## DATA PROVIDED
• • •

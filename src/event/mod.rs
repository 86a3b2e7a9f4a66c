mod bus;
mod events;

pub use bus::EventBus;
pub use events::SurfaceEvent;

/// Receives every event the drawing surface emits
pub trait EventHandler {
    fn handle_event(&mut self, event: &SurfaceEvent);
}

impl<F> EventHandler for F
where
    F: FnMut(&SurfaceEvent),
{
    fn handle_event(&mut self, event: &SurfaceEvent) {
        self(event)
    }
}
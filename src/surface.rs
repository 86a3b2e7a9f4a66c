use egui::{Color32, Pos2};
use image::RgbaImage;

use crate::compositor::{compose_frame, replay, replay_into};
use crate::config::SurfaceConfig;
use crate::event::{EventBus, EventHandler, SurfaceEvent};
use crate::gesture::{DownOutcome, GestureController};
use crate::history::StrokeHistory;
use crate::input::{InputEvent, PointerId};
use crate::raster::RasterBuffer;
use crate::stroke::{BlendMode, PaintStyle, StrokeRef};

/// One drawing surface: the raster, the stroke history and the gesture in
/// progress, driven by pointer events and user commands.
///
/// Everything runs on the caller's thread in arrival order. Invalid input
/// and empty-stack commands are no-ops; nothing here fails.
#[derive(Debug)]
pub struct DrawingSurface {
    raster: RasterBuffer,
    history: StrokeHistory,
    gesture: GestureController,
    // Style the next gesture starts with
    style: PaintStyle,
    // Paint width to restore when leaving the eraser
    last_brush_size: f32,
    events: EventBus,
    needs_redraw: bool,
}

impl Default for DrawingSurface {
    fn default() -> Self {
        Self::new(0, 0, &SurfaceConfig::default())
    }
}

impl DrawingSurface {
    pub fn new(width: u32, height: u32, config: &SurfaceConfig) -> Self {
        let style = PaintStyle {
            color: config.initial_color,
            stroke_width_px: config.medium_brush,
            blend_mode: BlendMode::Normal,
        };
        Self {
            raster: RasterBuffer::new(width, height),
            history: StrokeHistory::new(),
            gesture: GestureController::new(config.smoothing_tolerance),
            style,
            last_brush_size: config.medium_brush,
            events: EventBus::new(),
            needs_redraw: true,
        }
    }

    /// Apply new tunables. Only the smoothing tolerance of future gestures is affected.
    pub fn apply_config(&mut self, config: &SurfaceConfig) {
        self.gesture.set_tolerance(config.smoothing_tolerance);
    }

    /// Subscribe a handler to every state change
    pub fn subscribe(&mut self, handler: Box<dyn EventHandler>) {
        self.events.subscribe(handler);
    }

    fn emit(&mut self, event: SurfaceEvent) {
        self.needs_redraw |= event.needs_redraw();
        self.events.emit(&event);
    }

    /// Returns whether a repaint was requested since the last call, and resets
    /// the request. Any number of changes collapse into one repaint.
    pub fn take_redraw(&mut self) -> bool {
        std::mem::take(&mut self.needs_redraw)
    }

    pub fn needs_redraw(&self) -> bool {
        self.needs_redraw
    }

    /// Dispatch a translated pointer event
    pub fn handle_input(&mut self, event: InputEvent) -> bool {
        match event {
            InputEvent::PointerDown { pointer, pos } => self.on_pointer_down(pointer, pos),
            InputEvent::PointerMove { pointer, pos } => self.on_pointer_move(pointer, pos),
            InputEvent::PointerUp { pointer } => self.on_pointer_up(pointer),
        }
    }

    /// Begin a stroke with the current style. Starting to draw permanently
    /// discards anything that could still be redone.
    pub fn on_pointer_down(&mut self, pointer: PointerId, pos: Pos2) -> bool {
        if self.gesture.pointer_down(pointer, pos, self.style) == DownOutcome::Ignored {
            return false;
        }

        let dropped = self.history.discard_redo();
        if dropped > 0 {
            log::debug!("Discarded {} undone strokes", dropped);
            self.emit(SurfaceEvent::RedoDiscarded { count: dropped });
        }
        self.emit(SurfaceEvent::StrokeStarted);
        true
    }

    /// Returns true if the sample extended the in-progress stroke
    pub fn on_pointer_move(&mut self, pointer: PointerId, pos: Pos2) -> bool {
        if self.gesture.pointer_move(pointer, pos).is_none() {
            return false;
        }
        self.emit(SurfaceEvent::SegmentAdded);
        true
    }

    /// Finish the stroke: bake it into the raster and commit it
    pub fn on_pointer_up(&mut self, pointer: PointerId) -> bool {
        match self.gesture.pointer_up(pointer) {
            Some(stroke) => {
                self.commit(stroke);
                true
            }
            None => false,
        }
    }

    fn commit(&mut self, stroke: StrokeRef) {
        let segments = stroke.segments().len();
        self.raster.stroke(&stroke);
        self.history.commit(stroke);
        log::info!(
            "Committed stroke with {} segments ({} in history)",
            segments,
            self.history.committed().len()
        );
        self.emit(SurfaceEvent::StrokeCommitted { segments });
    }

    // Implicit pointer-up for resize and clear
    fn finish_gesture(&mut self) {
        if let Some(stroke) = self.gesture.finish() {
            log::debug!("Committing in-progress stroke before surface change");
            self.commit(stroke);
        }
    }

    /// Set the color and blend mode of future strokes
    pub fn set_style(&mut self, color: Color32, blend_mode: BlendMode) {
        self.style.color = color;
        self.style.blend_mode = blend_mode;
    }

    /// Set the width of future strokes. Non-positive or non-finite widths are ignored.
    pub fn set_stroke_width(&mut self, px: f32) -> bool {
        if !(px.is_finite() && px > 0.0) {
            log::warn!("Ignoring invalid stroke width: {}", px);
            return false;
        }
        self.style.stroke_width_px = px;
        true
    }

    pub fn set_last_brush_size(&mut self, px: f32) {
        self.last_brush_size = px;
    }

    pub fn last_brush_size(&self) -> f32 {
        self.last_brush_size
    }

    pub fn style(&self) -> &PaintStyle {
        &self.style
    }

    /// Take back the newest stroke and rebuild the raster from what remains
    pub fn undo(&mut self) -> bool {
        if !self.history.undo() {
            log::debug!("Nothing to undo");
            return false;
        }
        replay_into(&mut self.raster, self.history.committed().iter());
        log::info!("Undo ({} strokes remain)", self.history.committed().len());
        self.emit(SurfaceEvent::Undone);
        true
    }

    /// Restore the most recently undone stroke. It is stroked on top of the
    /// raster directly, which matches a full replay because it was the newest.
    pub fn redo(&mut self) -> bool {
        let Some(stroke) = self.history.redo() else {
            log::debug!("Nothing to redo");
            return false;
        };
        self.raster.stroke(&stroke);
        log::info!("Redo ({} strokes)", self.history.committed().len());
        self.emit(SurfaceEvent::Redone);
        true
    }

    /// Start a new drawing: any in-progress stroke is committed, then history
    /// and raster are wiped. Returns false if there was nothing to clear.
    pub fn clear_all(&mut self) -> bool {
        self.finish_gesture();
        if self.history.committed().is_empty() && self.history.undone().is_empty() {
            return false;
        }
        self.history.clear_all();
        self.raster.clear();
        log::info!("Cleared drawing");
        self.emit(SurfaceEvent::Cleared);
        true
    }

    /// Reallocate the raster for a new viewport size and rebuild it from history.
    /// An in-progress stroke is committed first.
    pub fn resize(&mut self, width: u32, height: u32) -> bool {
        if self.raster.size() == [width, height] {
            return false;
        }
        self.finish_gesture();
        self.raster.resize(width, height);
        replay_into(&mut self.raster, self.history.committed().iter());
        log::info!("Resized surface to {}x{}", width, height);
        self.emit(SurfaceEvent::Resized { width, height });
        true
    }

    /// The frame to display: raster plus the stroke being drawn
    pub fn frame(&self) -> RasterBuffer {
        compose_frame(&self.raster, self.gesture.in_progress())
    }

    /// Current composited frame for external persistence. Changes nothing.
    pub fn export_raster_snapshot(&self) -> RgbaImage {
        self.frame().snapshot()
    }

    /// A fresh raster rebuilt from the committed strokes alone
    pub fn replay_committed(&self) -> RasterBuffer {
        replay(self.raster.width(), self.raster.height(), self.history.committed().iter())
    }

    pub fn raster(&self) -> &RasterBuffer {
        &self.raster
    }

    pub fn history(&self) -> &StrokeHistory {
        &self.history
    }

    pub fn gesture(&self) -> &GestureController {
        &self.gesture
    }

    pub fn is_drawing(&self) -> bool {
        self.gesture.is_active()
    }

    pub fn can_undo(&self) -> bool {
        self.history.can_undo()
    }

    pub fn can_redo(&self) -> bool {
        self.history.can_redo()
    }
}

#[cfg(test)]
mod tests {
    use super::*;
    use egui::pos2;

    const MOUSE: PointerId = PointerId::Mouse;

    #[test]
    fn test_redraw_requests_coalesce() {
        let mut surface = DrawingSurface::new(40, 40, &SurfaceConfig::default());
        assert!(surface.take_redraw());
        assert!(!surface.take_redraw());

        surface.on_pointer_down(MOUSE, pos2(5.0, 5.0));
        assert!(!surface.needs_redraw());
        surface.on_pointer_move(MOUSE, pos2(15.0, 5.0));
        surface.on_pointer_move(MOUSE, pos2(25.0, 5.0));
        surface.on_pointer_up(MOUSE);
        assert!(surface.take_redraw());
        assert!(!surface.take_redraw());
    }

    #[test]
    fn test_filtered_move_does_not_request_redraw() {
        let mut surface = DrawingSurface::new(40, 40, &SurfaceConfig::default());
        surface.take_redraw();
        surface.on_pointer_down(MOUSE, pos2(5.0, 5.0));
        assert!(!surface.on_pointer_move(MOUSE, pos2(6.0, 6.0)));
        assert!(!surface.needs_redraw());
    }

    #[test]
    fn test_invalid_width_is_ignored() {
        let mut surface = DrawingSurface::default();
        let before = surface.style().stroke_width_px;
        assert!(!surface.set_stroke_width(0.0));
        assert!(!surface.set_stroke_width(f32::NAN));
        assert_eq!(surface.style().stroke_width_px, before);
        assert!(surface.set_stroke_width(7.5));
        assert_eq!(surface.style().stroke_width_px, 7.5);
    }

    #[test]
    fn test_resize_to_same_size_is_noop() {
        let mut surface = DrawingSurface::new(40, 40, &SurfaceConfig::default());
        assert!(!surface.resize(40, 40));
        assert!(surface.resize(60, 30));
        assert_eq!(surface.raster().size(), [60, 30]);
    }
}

• • •

## THE PROBLEM
Within the records above, count each line holding "filename". Write down only the number.

## ANSWER FOR THE TASK
2